◆ **Task to carry out**:
Every line with the string "EnumToString" should be copied from the data.

• • • • • • •

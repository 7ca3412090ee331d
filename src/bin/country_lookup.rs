use clap::{Parser, Subcommand};
use country_codes::settings::get_settings;
use country_codes::telemetry::{info, init_tracing, LogKey};
use country_codes::{CountryDirectory, DataSource};
use std::process::ExitCode;

#[derive(Parser)]
#[command(name = "country_lookup")]
#[command(about = "Look up country names and ISO 3166-1 / UN codes")]
struct Cli {
    /// Fetch live data from the countries API instead of the bundled table
    #[arg(long, global = true)]
    remote: bool,

    #[command(subcommand)]
    command: Commands,
}

#[derive(Subcommand)]
enum Commands {
    /// Print every country as JSON
    List,

    /// Print the first country whose field matches VALUE
    Find {
        /// One of: name, nativeName, 2letter, 3letter, un
        #[arg(value_name = "FIELD")]
        field: String,

        #[arg(value_name = "VALUE")]
        value: String,
    },
}

fn main() -> Result<ExitCode, Box<dyn std::error::Error>> {
    let cli = Cli::parse();
    let settings = get_settings()?;
    init_tracing(&settings.log_level, std::io::stderr)?;
    let directory = CountryDirectory::from_settings(&settings)?;
    let source = DataSource::from(cli.remote);

    match cli.command {
        Commands::List => {
            let countries = directory.list_all(source);
            println!("{}", serde_json::to_string_pretty(&countries)?);
            Ok(ExitCode::SUCCESS)
        }
        Commands::Find { field, value } => match directory.find_by_key(&field, &value, source) {
            Some(country) => {
                println!("{}", serde_json::to_string_pretty(&country)?);
                Ok(ExitCode::SUCCESS)
            }
            None => {
                info(
                    &LogKey::CountryLookup,
                    &format!("No country where {} is '{}'.", field, value.trim()),
                );
                Ok(ExitCode::FAILURE)
            }
        },
    }
}
use once_cell::sync::Lazy;

use super::directory::{first_match, normalize_query};
use super::record::{CountryRecord, FieldKind};

/*
 * The bundled table was taken from the REST Countries v2 API and is kept
 * in data/countries.json, one object per country or territory.
 */
const COUNTRIES_JSON: &str = include_str!("../../../data/countries.json");

static COUNTRIES: Lazy<Vec<CountryRecord>> = Lazy::new(|| {
    serde_json::from_str(COUNTRIES_JSON).expect("Bundled country table is not valid JSON.")
});

pub fn all() -> &'static [CountryRecord] {
    &COUNTRIES
}

/// Looks a country up in the bundled table without cloning it.
pub fn find(kind: FieldKind, value: &str) -> Option<&'static CountryRecord> {
    let query = normalize_query(value).ok()?;
    first_match(all(), kind, &query)
}
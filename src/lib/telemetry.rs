use strum_macros::Display as EnumToString;
use thiserror::Error;
use tracing::subscriber::{set_global_default, SetGlobalDefaultError};
use tracing_log::{log::SetLoggerError, LogTracer};
use tracing_subscriber::fmt::MakeWriter;
use tracing_subscriber::{fmt, layer::SubscriberExt, EnvFilter, Registry};

#[derive(Debug, EnumToString, PartialEq, Eq)]
#[strum(serialize_all = "kebab_case")]
pub enum LogKey {
    CountryLookup,
    EmptyQueryValue,
    InvalidFieldKind,
    RemoteFetch,
    RemoteFetchFailed,
    RemoteFetchSucceeded,
    Test, // For test cases
}

#[derive(Debug, Error)]
pub enum TelemetryError {
    #[error("Failed to set logger. {0}")]
    Logger(#[from] SetLoggerError),
    #[error("Failed to set subscriber. {0}")]
    Subscriber(#[from] SetGlobalDefaultError),
}

/// Creates a tracing subscriber and sets it as the global default.
///
/// `log` records (emitted by reqwest) are forwarded into the same
/// subscriber. Call once per process.
pub fn init_tracing<Sink>(log_level: &str, sink: Sink) -> Result<(), TelemetryError>
where
    Sink: for<'a> MakeWriter<'a> + Send + Sync + 'static,
{
    // Filter out any events that are below `log_level`.
    let env_filter = EnvFilter::new(log_level);

    let subscriber = Registry::default()
        .with(env_filter)
        .with(fmt::layer().with_target(false).with_writer(sink));

    LogTracer::init()?;
    set_global_default(subscriber)?;
    Ok(())
}

pub fn info(log_key: &LogKey, message: &str) {
    tracing::info!(r#type = log_key.to_string().as_str(), message);
}

pub fn warn(log_key: &LogKey, message: &str) {
    tracing::warn!(r#type = log_key.to_string().as_str(), message);
}

pub fn error(log_key: &LogKey, message: &str, error: Option<&dyn std::error::Error>) {
    match error {
        Some(err) => tracing::error!(
            r#type = log_key.to_string().as_str(),
            "Message: '{}'. Original error: {}",
            message,
            err
        ),
        None => tracing::error!(r#type = log_key.to_string().as_str(), message),
    };
}
//! Manifest loading and environment precedence tests

use pretty_assertions::assert_eq;
use render_config::{ConfigError, ConfigLoader, ProjectConfig, MANIFEST_FILE};
use rstest::rstest;
use serial_test::serial;
use std::env;
use std::fs;
use std::path::{Path, PathBuf};
use tempfile::TempDir;

fn create_config_file(dir: &Path, content: &str) -> PathBuf {
    let config_path = dir.join(MANIFEST_FILE);
    fs::write(&config_path, content).unwrap();
    config_path
}

const RENDER_MANIFEST: &str = r#"
[project]
name = "render"
dependlibs = ["resource", "window", "foundation"]

[library]
sources = ["backend.c", "render.c"]

[[library.conditional]]
backend = "vulkan"
sources = ["vulkan/backend.c"]

[[library.conditional]]
platforms = ["macos", "ios"]
sources = ["metal/backend.m"]

[[tool]]
name = "renderimport"
sources = ["main.c", "glsl.c"]

[[tool]]
name = "rendercompile"
sources = ["main.c"]

[tests]
cases = ["render"]

[tests.resources.ios]
files = ["all/ios/test-all.plist", "all/ios/Images.xcassets", "all/ios/test-all.xib"]

[toolchain]
configs = ["debug", "release", "profile", "deploy"]

[platforms.linux]
libs = ["vulkan", "X11", "GL"]

[sdk.vulkan]
variable = "VULKAN_SDK"
"#;

// ============================================================================
// Manifest Loading
// ============================================================================

#[test]
fn test_load_full_manifest() {
    let temp_dir = TempDir::new().unwrap();
    let path = create_config_file(temp_dir.path(), RENDER_MANIFEST);

    let config = ProjectConfig::load_from_file(&path).unwrap();

    assert_eq!(config.project_name(), Some("render"));
    assert_eq!(config.library_name(), Some("render"));
    assert_eq!(config.dependlibs().len(), 3);
    assert_eq!(config.tools.len(), 2);
    assert_eq!(config.tools[0].name, "renderimport");

    let library = config.library.as_ref().unwrap();
    assert_eq!(library.conditional.len(), 2);
    assert_eq!(library.conditional[0].backend.as_deref(), Some("vulkan"));

    let tests = config.tests.as_ref().unwrap();
    assert_eq!(tests.cases, vec!["render".to_string()]);
    assert_eq!(tests.resources["ios"].files.len(), 3);

    assert_eq!(
        config.platforms["linux"].libs,
        Some(vec!["vulkan".to_string(), "X11".to_string(), "GL".to_string()])
    );
}

#[test]
fn test_missing_manifest_file() {
    let temp_dir = TempDir::new().unwrap();
    let result = ProjectConfig::load_from_file(&temp_dir.path().join(MANIFEST_FILE));
    assert!(matches!(result, Err(ConfigError::NotFound(_))));
}

#[test]
fn test_invalid_toml_reports_file() {
    let temp_dir = TempDir::new().unwrap();
    let path = create_config_file(temp_dir.path(), "[project\nname = ");

    match ProjectConfig::load_from_file(&path) {
        Err(ConfigError::TomlParseError { file, .. }) => assert_eq!(file, path),
        other => panic!("Expected TomlParseError, got {:?}", other),
    }
}

#[rstest]
#[case("[project]\nname = \"\"")]
#[case("[library]\nname = \"\"\nsources = []")]
#[case("[[tool]]\nname = \"\"\nsources = []")]
#[case("[tests]\ncases = [\"render\", \"render\"]")]
#[case("[sdk.vulkan]\nvariable = \"\"")]
fn test_invalid_manifests_rejected(#[case] content: &str) {
    let temp_dir = TempDir::new().unwrap();
    let path = create_config_file(temp_dir.path(), content);
    assert!(matches!(
        ProjectConfig::load_from_file(&path),
        Err(ConfigError::InvalidValue { .. })
    ));
}

// ============================================================================
// Process Environment
// ============================================================================

#[test]
#[serial]
fn test_process_env_sdk_absent() {
    env::remove_var("VULKAN_SDK");
    let temp_dir = TempDir::new().unwrap();
    create_config_file(temp_dir.path(), RENDER_MANIFEST);

    let config = ConfigLoader::new()
        .load_from_directory(temp_dir.path())
        .unwrap();

    assert!(config.hints.include_paths().is_empty());
    assert!(config.hints.lib_paths().is_empty());
}

#[test]
#[serial]
fn test_process_env_sdk_present() {
    env::set_var("VULKAN_SDK", "/opt/vulkan-sdk");
    let temp_dir = TempDir::new().unwrap();
    create_config_file(temp_dir.path(), RENDER_MANIFEST);

    let config = ConfigLoader::new()
        .load_from_directory(temp_dir.path())
        .unwrap();
    env::remove_var("VULKAN_SDK");

    assert_eq!(
        config.hints.include_paths(),
        vec![PathBuf::from("/opt/vulkan-sdk/include")]
    );
    assert_eq!(
        config.hints.lib_paths(),
        vec![PathBuf::from("/opt/vulkan-sdk/lib")]
    );
}

#[test]
#[serial]
fn test_process_env_overrides_manifest_configs() {
    env::set_var("RENDER_CONFIGS", "debug");
    env::set_var("RENDER_TOOLCHAIN_MONOLITHIC", "true");
    let temp_dir = TempDir::new().unwrap();
    create_config_file(temp_dir.path(), RENDER_MANIFEST);

    let config = ConfigLoader::new()
        .load_from_directory(temp_dir.path())
        .unwrap();
    env::remove_var("RENDER_CONFIGS");
    env::remove_var("RENDER_TOOLCHAIN_MONOLITHIC");

    assert_eq!(config.configs(), Some(&["debug".to_string()][..]));
    assert!(config.toolchain_monolithic());
}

• • • • • • •

◆ **Answer to the exercise**:
use strum_macros::Display as EnumToString;
#[derive(Debug, EnumToString, PartialEq, Eq)]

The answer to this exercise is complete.